* **Exercise directions**
Check each line of the data for "delivery", then give the number of lines that have it, without any other words.

* **Data for the task**

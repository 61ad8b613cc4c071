// SPDX-FileCopyrightText: 2026 Tally Contributors
// SPDX-License-Identifier: MIT OR Apache-2.0

//! Composition root: wires concrete backends behind the queue/store seams.
//!
//! Backends are selected once, from configuration, via explicit
//! constructors. Nothing here is discovered dynamically.

use std::collections::HashMap;
use std::sync::Arc;

use thiserror::Error;
use tracing::info;

use tally_config::{CreationStrategy, MetadataBackend, QueueBackend, TallyConfig};
use tally_core::{JobMetadataChangeFeed, JobMetadataStore, JobQueue};
use tally_frontend::{
    default_validators, CreateJobTask, EnqueueFirstCreateJobTask, GetJobTask,
    InsertOnlyCreateJobTask, MarkJobFailedToEnqueueHandler, ReconcileRunner,
};
use tally_jobclient::{JobClient, WorkerJobClient};
use tally_storage::{
    Database, DatabaseError, InMemoryJobMetadataChangeFeed, InMemoryJobMetadataStore,
    InMemoryJobQueue, SqliteJobMetadataChangeFeed, SqliteJobMetadataStore, SqliteJobQueue,
};

/// Failure wiring the configured backends together.
#[derive(Debug, Error)]
pub enum CompositionError {
    #[error("failed to open database: {0}")]
    Database(#[from] DatabaseError),
}

/// The wired subsystems of one deployment.
pub struct Services {
    pub queue: Arc<dyn JobQueue>,
    pub store: Arc<dyn JobMetadataStore>,
    pub create_job_task: Arc<dyn CreateJobTask>,
    pub get_job_task: GetJobTask,
    pub reconciler: ReconcileRunner,
    pub job_client: Arc<dyn JobClient>,
}

/// One `Database` handle per path, shared between the queue and the store
/// when they point at the same file (single-writer discipline).
#[derive(Default)]
struct DatabaseCache {
    by_path: HashMap<String, Database>,
}

impl DatabaseCache {
    async fn open(&mut self, path: &str) -> Result<Database, DatabaseError> {
        if let Some(db) = self.by_path.get(path) {
            return Ok(db.clone());
        }
        let db = Database::open(path).await?;
        self.by_path.insert(path.to_string(), db.clone());
        Ok(db)
    }
}

impl Services {
    /// Build every subsystem from the given configuration.
    pub async fn from_config(config: &TallyConfig) -> Result<Self, CompositionError> {
        let mut databases = DatabaseCache::default();

        let queue: Arc<dyn JobQueue> = match config.queue.backend {
            QueueBackend::Sqlite => {
                let db = databases.open(&config.queue.database_path).await?;
                Arc::new(SqliteJobQueue::new(db, &config.queue))
            }
            QueueBackend::Memory => Arc::new(InMemoryJobQueue::new(
                std::time::Duration::from_secs(config.queue.message_lease_seconds),
                std::time::Duration::from_secs(config.queue.receive_max_wait_seconds),
            )),
        };

        let (store, feed): (Arc<dyn JobMetadataStore>, Arc<dyn JobMetadataChangeFeed>) =
            match config.metadata.backend {
                MetadataBackend::Sqlite => {
                    let db = databases.open(&config.metadata.database_path).await?;
                    (
                        Arc::new(SqliteJobMetadataStore::new(db.clone(), &config.metadata)),
                        Arc::new(SqliteJobMetadataChangeFeed::new(db)),
                    )
                }
                MetadataBackend::Memory => {
                    let store = Arc::new(InMemoryJobMetadataStore::new(
                        config.metadata.retention_days,
                    ));
                    (
                        store.clone(),
                        Arc::new(InMemoryJobMetadataChangeFeed::new(store)),
                    )
                }
            };

        let create_job_task: Arc<dyn CreateJobTask> = match config.frontend.creation_strategy {
            CreationStrategy::InsertOnly => Arc::new(InsertOnlyCreateJobTask::new(
                store.clone(),
                default_validators(),
            )),
            CreationStrategy::EnqueueFirst => Arc::new(EnqueueFirstCreateJobTask::new(
                store.clone(),
                queue.clone(),
                default_validators(),
            )),
        };

        let reconciler = ReconcileRunner::new(
            feed,
            vec![Box::new(MarkJobFailedToEnqueueHandler::new(store.clone()))],
        );

        let job_client: Arc<dyn JobClient> = Arc::new(WorkerJobClient::new(
            queue.clone(),
            store.clone(),
            &config.client,
        ));

        info!(
            queue_backend = ?config.queue.backend,
            metadata_backend = ?config.metadata.backend,
            creation_strategy = ?config.frontend.creation_strategy,
            "services wired"
        );

        Ok(Self {
            queue,
            get_job_task: GetJobTask::new(store.clone()),
            store,
            create_job_task,
            reconciler,
            job_client,
        })
    }
}
// SPDX-FileCopyrightText: 2026 Tally Contributors
// SPDX-License-Identifier: MIT OR Apache-2.0

//! Shared value types for the job coordination layer.

use std::collections::BTreeMap;
use std::fmt;
use std::time::Duration;

use chrono::{DateTime, SecondsFormat, Utc};
use serde::{Deserialize, Serialize};
use strum::{Display, EnumString};

use crate::error::QueueError;

/// Body-type attribute value marking a JSON-encoded queue message body.
/// Messages without the attribute are legacy plain-string bodies.
pub const JSON_BODY_TYPE: &str = "JSON";

/// Unique identifier for a job, chosen by the caller at submission time.
/// Immutable once created.
#[derive(Debug, Clone, PartialEq, Eq, Hash, Serialize, Deserialize)]
pub struct JobKey(pub String);

impl JobKey {
    pub fn new(job_request_id: impl Into<String>) -> Self {
        Self(job_request_id.into())
    }

    pub fn as_str(&self) -> &str {
        &self.0
    }
}

impl fmt::Display for JobKey {
    fn fmt(&self, f: &mut fmt::Formatter<'_>) -> fmt::Result {
        f.write_str(&self.0)
    }
}

/// Lifecycle status of a job's metadata entry.
#[derive(
    Debug, Clone, Copy, PartialEq, Eq, Hash, Display, EnumString, Serialize, Deserialize,
)]
#[strum(serialize_all = "SCREAMING_SNAKE_CASE")]
pub enum JobStatus {
    Received,
    InProgress,
    Finished,
}

/// Outcome code recorded in a job's result.
#[derive(
    Debug, Clone, Copy, PartialEq, Eq, Hash, Display, EnumString, Serialize, Deserialize,
)]
#[strum(serialize_all = "SCREAMING_SNAKE_CASE")]
pub enum ReturnCode {
    Success,
    InternalError,
    RetriesExhausted,
    UnspecifiedError,
}

/// Input parameters of a job request. Immutable after creation; the
/// coordination layer stores and returns it without inspecting the contents.
#[derive(Debug, Clone, Default, PartialEq, Serialize, Deserialize)]
pub struct RequestInfo {
    pub job_request_id: String,
    #[serde(default)]
    pub job_parameters: BTreeMap<String, String>,
    #[serde(default)]
    pub input_data_bucket_name: String,
    #[serde(default)]
    pub input_data_blob_prefix: String,
    #[serde(default)]
    pub output_data_bucket_name: String,
    #[serde(default)]
    pub output_data_blob_prefix: String,
}

/// Accumulated error messages for a job.
#[derive(Debug, Clone, Default, PartialEq, Serialize, Deserialize)]
pub struct ErrorSummary {
    #[serde(default)]
    pub error_messages: Vec<String>,
}

/// Result of a finished (or failing) job.
#[derive(Debug, Clone, PartialEq, Serialize, Deserialize)]
pub struct ResultInfo {
    pub return_code: String,
    pub return_message: String,
    #[serde(default)]
    pub error_summary: ErrorSummary,
    pub finished_at: DateTime<Utc>,
}

/// The durable metadata record for one job, keyed by [`JobKey`]. Created
/// once, mutated as processing proceeds, terminal at FINISHED, and removed
/// only by the store's TTL sweep.
#[derive(Debug, Clone, PartialEq)]
pub struct JobMetadata {
    pub job_key: JobKey,
    pub job_status: JobStatus,
    pub num_attempts: i32,
    /// Generated at creation; detects duplicate re-delivery independent of
    /// the job key.
    pub server_job_id: String,
    pub request_info: RequestInfo,
    pub result_info: Option<ResultInfo>,
    pub request_received_at: DateTime<Utc>,
    pub request_updated_at: DateTime<Utc>,
    pub request_processing_started_at: Option<DateTime<Utc>>,
    /// Store-managed. Asserts that the record already existed on update; it
    /// is not a version vector and is never compared by writers.
    pub record_version: i64,
    /// Absolute expiry, epoch seconds. Stamped by the store on insert and
    /// update.
    pub ttl: i64,
}

/// The queue-side projection of one delivery of a job message. The receipt
/// is only valid for this delivery and is never persisted.
#[derive(Debug, Clone, PartialEq)]
pub struct JobQueueItem {
    pub job_key_string: String,
    pub server_job_id: String,
    /// Opaque token required to acknowledge or extend the lease.
    pub receipt_info: String,
    /// Lease duration granted at receipt time.
    pub processing_timeout: Duration,
    pub processing_start_time: DateTime<Utc>,
}

/// Client-facing merge of a job's metadata and queue lease info. Not
/// persisted.
#[derive(Debug, Clone, PartialEq)]
pub struct Job {
    pub job_key: JobKey,
    pub job_status: JobStatus,
    pub request_info: RequestInfo,
    pub num_attempts: i32,
    pub processing_timeout: Duration,
    pub create_time: DateTime<Utc>,
    pub update_time: DateTime<Utc>,
    pub processing_start_time: Option<DateTime<Utc>>,
}

/// Wire body of a queue message.
///
/// Serialized as camelCase JSON and tagged with [`JSON_BODY_TYPE`]. Untagged
/// messages are legacy deliveries whose entire body is the bare job request
/// id; both formats must stay parseable across format-upgrade boundaries.
#[derive(Debug, Clone, PartialEq, Serialize, Deserialize)]
#[serde(rename_all = "camelCase")]
pub struct JobMessage {
    pub job_request_id: String,
    #[serde(default)]
    pub server_job_id: String,
}

impl JobMessage {
    pub fn new(job_key: &JobKey, server_job_id: impl Into<String>) -> Self {
        Self {
            job_request_id: job_key.as_str().to_string(),
            server_job_id: server_job_id.into(),
        }
    }

    /// Encode to the JSON wire body.
    pub fn encode(&self) -> Result<String, QueueError> {
        serde_json::to_string(self).map_err(QueueError::backend)
    }

    /// Decode a message body according to its body-type attribute.
    pub fn decode(body: &str, body_type: Option<&str>) -> Result<Self, QueueError> {
        match body_type {
            // Legacy message: the body is the job request id itself.
            None => Ok(Self {
                job_request_id: body.to_string(),
                server_job_id: String::new(),
            }),
            Some(JSON_BODY_TYPE) => serde_json::from_str(body).map_err(QueueError::backend),
            Some(other) => Err(QueueError::InvalidBodyType(other.to_string())),
        }
    }
}

/// Format a timestamp the way rows and queue entries store it: RFC3339 with
/// millisecond precision and a trailing `Z`.
pub fn format_timestamp(ts: DateTime<Utc>) -> String {
    ts.to_rfc3339_opts(SecondsFormat::Millis, true)
}

/// Parse a timestamp previously written by [`format_timestamp`].
pub fn parse_timestamp(s: &str) -> Result<DateTime<Utc>, chrono::ParseError> {
    DateTime::parse_from_rfc3339(s).map(|t| t.with_timezone(&Utc))
}

#[cfg(test)]
mod tests {
    use super::*;

    #[test]
    fn job_status_string_round_trip() {
        use std::str::FromStr;
        for status in [JobStatus::Received, JobStatus::InProgress, JobStatus::Finished] {
            let parsed = JobStatus::from_str(&status.to_string()).unwrap();
            assert_eq!(status, parsed);
        }
        assert_eq!(JobStatus::InProgress.to_string(), "IN_PROGRESS");
    }

    #[test]
    fn job_message_encodes_camel_case() {
        let message = JobMessage::new(&JobKey::new("job-1"), "srv-1");
        let body = message.encode().unwrap();
        assert_eq!(body, r#"{"jobRequestId":"job-1","serverJobId":"srv-1"}"#);
    }

    #[test]
    fn job_message_decodes_tagged_json_body() {
        let decoded = JobMessage::decode(
            r#"{"jobRequestId":"job-1","serverJobId":"srv-1"}"#,
            Some(JSON_BODY_TYPE),
        )
        .unwrap();
        assert_eq!(decoded.job_request_id, "job-1");
        assert_eq!(decoded.server_job_id, "srv-1");
    }

    #[test]
    fn job_message_decodes_legacy_bare_string_body() {
        let decoded = JobMessage::decode("abc123", None).unwrap();
        assert_eq!(decoded.job_request_id, "abc123");
        assert_eq!(decoded.server_job_id, "");
    }

    #[test]
    fn job_message_rejects_unknown_body_type() {
        let result = JobMessage::decode("abc123", Some("XML"));
        assert!(matches!(result, Err(QueueError::InvalidBodyType(t)) if t == "XML"));
    }

    #[test]
    fn timestamp_round_trip_preserves_millis() {
        let now = Utc::now();
        let parsed = parse_timestamp(&format_timestamp(now)).unwrap();
        assert_eq!(parsed.timestamp_millis(), now.timestamp_millis());
    }

    #[test]
    fn request_info_json_round_trip() {
        let mut info = RequestInfo {
            job_request_id: "job-1".into(),
            ..Default::default()
        };
        info.job_parameters
            .insert("attribution_report_to".into(), "https://origin.example".into());
        let json = serde_json::to_string(&info).unwrap();
        let back: RequestInfo = serde_json::from_str(&json).unwrap();
        assert_eq!(info, back);
    }
}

* **Solution for this problem**
3